- Born: August 14, 1965 (age 61)
- Education: University of New Brunswick University of Waterloo McMaster University
- Known for: memory, consciousness, Research Ethics, Peer-Assessment, TUse of Technology for Education, Critical Thinking
- Awards: National Technology Innovation Award,
- Scientific career
- Fields: Psychology
- Workplaces: University of Toronto

= Steve Joordens =

Canadian psychologist (born 1965)

Steve Joordens is a Canadian psychologist who is professor of psychology at the University of Toronto Scarborough. He teaches introductory psychology and a seminar course on the scientific study of conscious and unconscious influences. Joordens research areas include conscious and unconscious influences, memory, and the effective use of technology for education.

==Education and career==
Joordens earned his bachelor's degree in Psychology at the University of New Brunswick in 1989 and gained his PhD in Psychology at University of Waterloo in 1994 and postdoc at McMaster University on models and empirical studies of human memory. He is also part of the Teaching Academy at the University of Toronto (U of T). Joordens has been a faculty member of the University of Toronto Scarborough since 1995.

== Research ==
He is an active researcher in Cognitive Psychology and Educational Psychology. In the field of cognitive psychology, he primarily researches issues related to human memory and consciousness. In the field of Educational Psychology, he primarily researches issues related to peer-assessment, critical thinking, engagement, and the effective use of technology for education.

== Teaching ==
With his Ph.D. Student Dwayne Pare, he co-developed peerScholar, an internet-based tool to support the development of critical thought and clear communication in any course context.

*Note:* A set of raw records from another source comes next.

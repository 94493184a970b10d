// ABOUTME: Database operations for habit and activity logs bucketed by instance
// ABOUTME: CRUD with instance and category filters
//
// SPDX-License-Identifier: MIT OR Apache-2.0
// Copyright (c) 2025 Pierre Fitness Intelligence

use chrono::{DateTime, Utc};
use serde::{Deserialize, Serialize};
use sqlx::{sqlite::SqliteRow, Row, SqlitePool};
use uuid::Uuid;

use super::{list_limit, normalize_optional, row_timestamp, row_uuid};
use crate::calendar::validate_instance;
use crate::errors::{require_non_empty, AppError, AppResult};

/// One logged event (habit tick, meal eaten, workout)
#[derive(Debug, Clone, PartialEq, Serialize, Deserialize)]
pub struct Log {
    /// Unique identifier
    pub id: Uuid,
    /// Instance key the log belongs to
    pub instance: String,
    /// Free-text category, lowercased
    pub category: String,
    /// What happened
    pub content: String,
    /// Optional numeric measure (minutes, reps, grams)
    pub value: Option<f64>,
    /// Creation timestamp
    pub created_at: DateTime<Utc>,
    /// Last update timestamp
    pub updated_at: DateTime<Utc>,
}

/// Request to create a log
#[derive(Debug, Clone, Serialize, Deserialize)]
pub struct CreateLogRequest {
    /// Instance key
    pub instance: String,
    /// Category
    pub category: String,
    /// What happened
    pub content: String,
    /// Numeric measure
    #[serde(default)]
    pub value: Option<f64>,
}

/// Partial update for a log
#[derive(Debug, Clone, Default, Serialize, Deserialize)]
pub struct UpdateLogRequest {
    /// New instance (if provided)
    pub instance: Option<String>,
    /// New category (if provided)
    pub category: Option<String>,
    /// New content (if provided)
    pub content: Option<String>,
    /// New value (if provided)
    pub value: Option<f64>,
}

/// Filter options for listing logs
#[derive(Debug, Clone, Default, Deserialize)]
pub struct ListLogsFilter {
    /// Exact instance key
    pub instance: Option<String>,
    /// Exact category
    pub category: Option<String>,
    /// Maximum number of results
    pub limit: Option<u32>,
}

/// Log database operations manager
pub struct LogManager {
    pool: SqlitePool,
}

impl LogManager {
    /// Create a new log manager
    #[must_use]
    pub const fn new(pool: SqlitePool) -> Self {
        Self { pool }
    }

    /// List logs, oldest first within the filter
    ///
    /// # Errors
    ///
    /// Returns an error if an instance filter is malformed or the database operation fails
    pub async fn list(&self, filter: &ListLogsFilter) -> AppResult<Vec<Log>> {
        let instance = normalize_optional(filter.instance.clone())
            .map(|i| validate_instance(&i))
            .transpose()?;
        let category = normalize_optional(filter.category.clone()).map(|c| c.to_lowercase());

        let rows = sqlx::query(
            r"
            SELECT id, instance, category, content, value, created_at, updated_at
            FROM logs
            WHERE ($1 IS NULL OR instance = $1)
              AND ($2 IS NULL OR category = $2)
            ORDER BY created_at ASC
            LIMIT $3
            ",
        )
        .bind(&instance)
        .bind(&category)
        .bind(list_limit(filter.limit))
        .fetch_all(&self.pool)
        .await
        .map_err(|e| AppError::database(format!("Failed to list logs: {e}")))?;

        rows.iter().map(row_to_log).collect()
    }

    /// Get a log by ID
    ///
    /// # Errors
    ///
    /// Returns an error if database operation fails
    pub async fn get(&self, log_id: &str) -> AppResult<Option<Log>> {
        let row = sqlx::query(
            r"
            SELECT id, instance, category, content, value, created_at, updated_at
            FROM logs
            WHERE id = $1
            ",
        )
        .bind(log_id)
        .fetch_optional(&self.pool)
        .await
        .map_err(|e| AppError::database(format!("Failed to get log: {e}")))?;

        row.as_ref().map(row_to_log).transpose()
    }

    /// Create a log
    ///
    /// # Errors
    ///
    /// Returns an error if a required field is blank, the instance key is
    /// invalid, or the database operation fails
    pub async fn create(&self, request: &CreateLogRequest) -> AppResult<Log> {
        let instance = validate_instance(require_non_empty("instance", &request.instance)?)?;
        let now = Utc::now();
        let log = Log {
            id: Uuid::new_v4(),
            instance,
            category: require_non_empty("category", &request.category)?.to_lowercase(),
            content: require_non_empty("content", &request.content)?.to_owned(),
            value: request.value,
            created_at: now,
            updated_at: now,
        };

        sqlx::query(
            r"
            INSERT INTO logs (id, instance, category, content, value, created_at, updated_at)
            VALUES ($1, $2, $3, $4, $5, $6, $6)
            ",
        )
        .bind(log.id.to_string())
        .bind(&log.instance)
        .bind(&log.category)
        .bind(&log.content)
        .bind(log.value)
        .bind(now.to_rfc3339())
        .execute(&self.pool)
        .await?;

        Ok(log)
    }

    /// Apply a partial update
    ///
    /// # Errors
    ///
    /// Returns an error if a provided field is invalid or the database operation fails
    pub async fn update(&self, log_id: &str, request: &UpdateLogRequest) -> AppResult<Option<Log>> {
        let Some(existing) = self.get(log_id).await? else {
            return Ok(None);
        };

        let instance = match &request.instance {
            Some(i) => validate_instance(i)?,
            None => existing.instance,
        };
        let category = match &request.category {
            Some(c) => require_non_empty("category", c)?.to_lowercase(),
            None => existing.category,
        };
        let content = match &request.content {
            Some(c) => require_non_empty("content", c)?.to_owned(),
            None => existing.content,
        };

        let result = sqlx::query(
            r"
            UPDATE logs SET instance = $1, category = $2, content = $3, value = $4, updated_at = $5
            WHERE id = $6
            ",
        )
        .bind(&instance)
        .bind(&category)
        .bind(&content)
        .bind(request.value.or(existing.value))
        .bind(Utc::now().to_rfc3339())
        .bind(log_id)
        .execute(&self.pool)
        .await
        .map_err(|e| AppError::database(format!("Failed to update log: {e}")))?;

        if result.rows_affected() == 0 {
            return Ok(None);
        }

        self.get(log_id).await
    }

    /// Delete a log
    ///
    /// # Errors
    ///
    /// Returns an error if database operation fails
    pub async fn delete(&self, log_id: &str) -> AppResult<bool> {
        let result = sqlx::query("DELETE FROM logs WHERE id = $1")
            .bind(log_id)
            .execute(&self.pool)
            .await
            .map_err(|e| AppError::database(format!("Failed to delete log: {e}")))?;

        Ok(result.rows_affected() > 0)
    }
}

fn row_to_log(row: &SqliteRow) -> AppResult<Log> {
    Ok(Log {
        id: row_uuid(row, "id")?,
        instance: row.get("instance"),
        category: row.get("category"),
        content: row.get("content"),
        value: row.get("value"),
        created_at: row_timestamp(row, "created_at")?,
        updated_at: row_timestamp(row, "updated_at")?,
    })
}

In 2006 CUPE 3902, the trade union representing TAs and sessional lecturers at U of T, filed a grievance alleging that Joordens was using this programme to create a pool of "cheap labour" as a means of avoiding hiring teaching assistants to grade term work for his introductory Psychology class. In January 2009, an arbitrator upheld the grievance—noting that Joordens was indeed looking for "free" labour—and ruled that the University of Toronto needed to pay $283,000 to compensate the more than 1500 students who had been forced to work for free.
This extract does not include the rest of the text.